── Listed records ──

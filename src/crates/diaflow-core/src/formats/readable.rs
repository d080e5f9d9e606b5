//! Readable YAML format: human-first workflow form.
//!
//! ```yaml
//! workflow:
//!   - Start:
//!       type: start
//!   - Ask:
//!       type: person_job
//!       person: Alice
//!       max_iteration: 2
//!   - Check:
//!       type: condition
//!       condition_type: detect_max_iterations
//!   - Done:
//!       type: endpoint
//! flow:
//!   Start: "Ask:first"
//!   Ask: Check
//!   Check:
//!     condtrue: Done
//!     condfalse: Ask
//! persons:
//!   Alice:
//!     service: openai
//!     model: gpt-4o-mini
//!     api_key_id: default
//! ```
//!
//! `flow` values are a single target, a list of targets, or a map of
//! source-handle → target (used for condition branches). Targets are
//! `"Label"` or `"Label:handle"`.

use crate::domain::{
    DiagramMetadata, DomainArrow, DomainDiagram, DomainNode, DomainPerson, NodeType,
    PersonLlmConfig, Vec2,
};
use crate::error::{DiagramError, Result};
use crate::handles::{build_handle_id, HandleLabel};
use serde::{Deserialize, Serialize};
use std::collections::BTreeMap;

#[derive(Serialize, Deserialize)]
struct ReadableDiagram {
    workflow: Vec<BTreeMap<String, ReadableStep>>,
    #[serde(default, skip_serializing_if = "BTreeMap::is_empty")]
    flow: BTreeMap<String, FlowTarget>,
    #[serde(default, skip_serializing_if = "BTreeMap::is_empty")]
    persons: BTreeMap<String, PersonLlmConfig>,
    #[serde(default, skip_serializing_if = "Option::is_none")]
    metadata: Option<DiagramMetadata>,
}

#[derive(Serialize, Deserialize)]
struct ReadableStep {
    #[serde(rename = "type")]
    node_type: NodeType,
    #[serde(flatten)]
    props: serde_json::Map<String, serde_json::Value>,
}

#[derive(Serialize, Deserialize)]
#[serde(untagged)]
enum FlowTarget {
    /// One downstream target
    Single(String),
    /// Several downstream targets from the default handle
    Multiple(Vec<String>),
    /// Source-handle → target (condition branches)
    Branches(BTreeMap<String, String>),
}

/// Serialize to Readable YAML.
pub fn serialize(diagram: &DomainDiagram) -> Result<String> {
    let mut workflow = Vec::with_capacity(diagram.nodes.len());
    let mut labels: BTreeMap<String, String> = BTreeMap::new();
    for node in &diagram.nodes {
        let label = node.label().to_string();
        if labels.values().any(|existing| existing == &label) {
            return Err(DiagramError::Validation(format!(
                "readable format requires unique node labels; '{label}' repeats"
            )));
        }
        labels.insert(node.id.clone(), label.clone());
        let mut props = node.data.clone();
        props.remove("label");
        let mut step = BTreeMap::new();
        step.insert(
            label,
            ReadableStep {
                node_type: node.node_type,
                props,
            },
        );
        workflow.push(step);
    }

    // Group arrows by source node to build the flow map.
    let mut by_source: BTreeMap<String, Vec<(HandleLabel, String)>> = BTreeMap::new();
    for arrow in &diagram.arrows {
        let source = crate::handles::parse_handle_id(&arrow.source)?;
        let target = crate::handles::parse_handle_id(&arrow.target)?;
        let target_ref = match &target.label {
            HandleLabel::Default => labels[&target.node_id].clone(),
            other => format!("{}:{other}", labels[&target.node_id]),
        };
        by_source
            .entry(labels[&source.node_id].clone())
            .or_default()
            .push((source.label, target_ref));
    }

    let mut flow = BTreeMap::new();
    for (source, mut targets) in by_source {
        let all_default = targets.iter().all(|(label, _)| *label == HandleLabel::Default);
        let target = if all_default {
            targets.sort_by(|a, b| a.1.cmp(&b.1));
            if targets.len() == 1 {
                FlowTarget::Single(targets.remove(0).1)
            } else {
                FlowTarget::Multiple(targets.into_iter().map(|(_, t)| t).collect())
            }
        } else {
            FlowTarget::Branches(
                targets
                    .into_iter()
                    .map(|(label, t)| (label.as_str().to_string(), t))
                    .collect(),
            )
        };
        flow.insert(source, target);
    }

    let readable = ReadableDiagram {
        workflow,
        flow,
        persons: diagram
            .persons
            .iter()
            .map(|p| (p.label.clone(), p.llm_config.clone()))
            .collect(),
        metadata: diagram.metadata.clone(),
    };
    Ok(serde_yaml::to_string(&readable)?)
}

/// Deserialize from Readable YAML.
pub fn deserialize(content: &str) -> Result<DomainDiagram> {
    let readable: ReadableDiagram = serde_yaml::from_str(content)?;

    let mut nodes = Vec::new();
    for step in readable.workflow {
        if step.len() != 1 {
            return Err(DiagramError::Validation(
                "each workflow entry must hold exactly one labeled step".into(),
            ));
        }
        let (label, step) = step.into_iter().next().expect("length checked above");
        let mut data = step.props;
        data.insert("label".into(), serde_json::json!(label));
        nodes.push(DomainNode {
            id: label,
            node_type: step.node_type,
            position: Vec2::default(),
            data,
        });
    }

    let mut arrows = Vec::new();
    let mut index = 0usize;
    for (source_label, target) in readable.flow {
        let mut push = |source_handle: HandleLabel, target_ref: &str| {
            let (target_label, target_handle) = super::light::split_endpoint(target_ref);
            arrows.push(DomainArrow {
                id: format!("flow_{index}"),
                source: build_handle_id(&source_label, &source_handle),
                target: build_handle_id(&target_label, &target_handle),
                content_type: None,
                label: None,
                data: None,
            });
            index += 1;
        };
        match target {
            FlowTarget::Single(target_ref) => push(HandleLabel::Default, &target_ref),
            FlowTarget::Multiple(refs) => {
                for target_ref in refs {
                    push(HandleLabel::Default, &target_ref);
                }
            }
            FlowTarget::Branches(branches) => {
                for (handle, target_ref) in branches {
                    push(HandleLabel::from_str(&handle), &target_ref);
                }
            }
        }
    }

    let persons = readable
        .persons
        .into_iter()
        .map(|(label, llm_config)| DomainPerson {
            id: label.clone(),
            label,
            llm_config,
        })
        .collect();

    Ok(DomainDiagram {
        nodes,
        arrows,
        handles: Vec::new(),
        persons,
        metadata: readable.metadata,
    })
}

#[cfg(test)]
mod tests {
    use super::*;

    const SAMPLE: &str = r#"
workflow:
  - Start:
      type: start
  - Ask:
      type: person_job
      person: Alice
      max_iteration: 2
  - Check:
      type: condition
      condition_type: detect_max_iterations
  - Done:
      type: endpoint
flow:
  Start: "Ask:first"
  Ask: Check
  Check:
    condtrue: Done
    condfalse: Ask
persons:
  Alice:
    service: openai
    model: gpt-4o-mini
    api_key_id: default
"#;

    #[test]
    fn test_deserialize_sample() {
        let diagram = deserialize(SAMPLE).unwrap();
        assert_eq!(diagram.nodes.len(), 4);
        assert_eq!(diagram.arrows.len(), 4);
        assert!(diagram
            .arrows
            .iter()
            .any(|a| a.source == "Check:condfalse" && a.target == "Ask:default"));
    }

    #[test]
    fn test_round_trip_preserves_flow() {
        let diagram = deserialize(SAMPLE).unwrap();
        let text = serialize(&diagram).unwrap();
        let back = deserialize(&text).unwrap();

        assert_eq!(back.nodes.len(), diagram.nodes.len());
        assert_eq!(back.arrows.len(), diagram.arrows.len());
        assert!(back
            .arrows
            .iter()
            .any(|a| a.source == "Check:condtrue" && a.target == "Done:default"));
    }

    #[test]
    fn test_compiles_through_pipeline() {
        let diagram = deserialize(SAMPLE).unwrap();
        let compiled = crate::compile::DiagramCompiler::new()
            .compile(&diagram)
            .unwrap();
        assert_eq!(compiled.node_count(), 4);
    }
}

───

** Task **
Which lines run from the one containing "assert_eq!(back.nodes.len(), diagram.nodes.len());" through the end of the material? Output exactly those lines and no others.

** Result of the task **
        assert_eq!(back.nodes.len(), diagram.nodes.len());
        assert_eq!(back.arrows.len(), diagram.arrows.len());
        assert!(back
            .arrows
            .iter()
            .any(|a| a.source == "Check:condtrue" && a.target == "Done:default"));
    }

    #[test]
    fn test_compiles_through_pipeline() {
        let diagram = deserialize(SAMPLE).unwrap();
        let compiled = crate::compile::DiagramCompiler::new()
            .compile(&diagram)
            .unwrap();
        assert_eq!(compiled.node_count(), 4);
    }
}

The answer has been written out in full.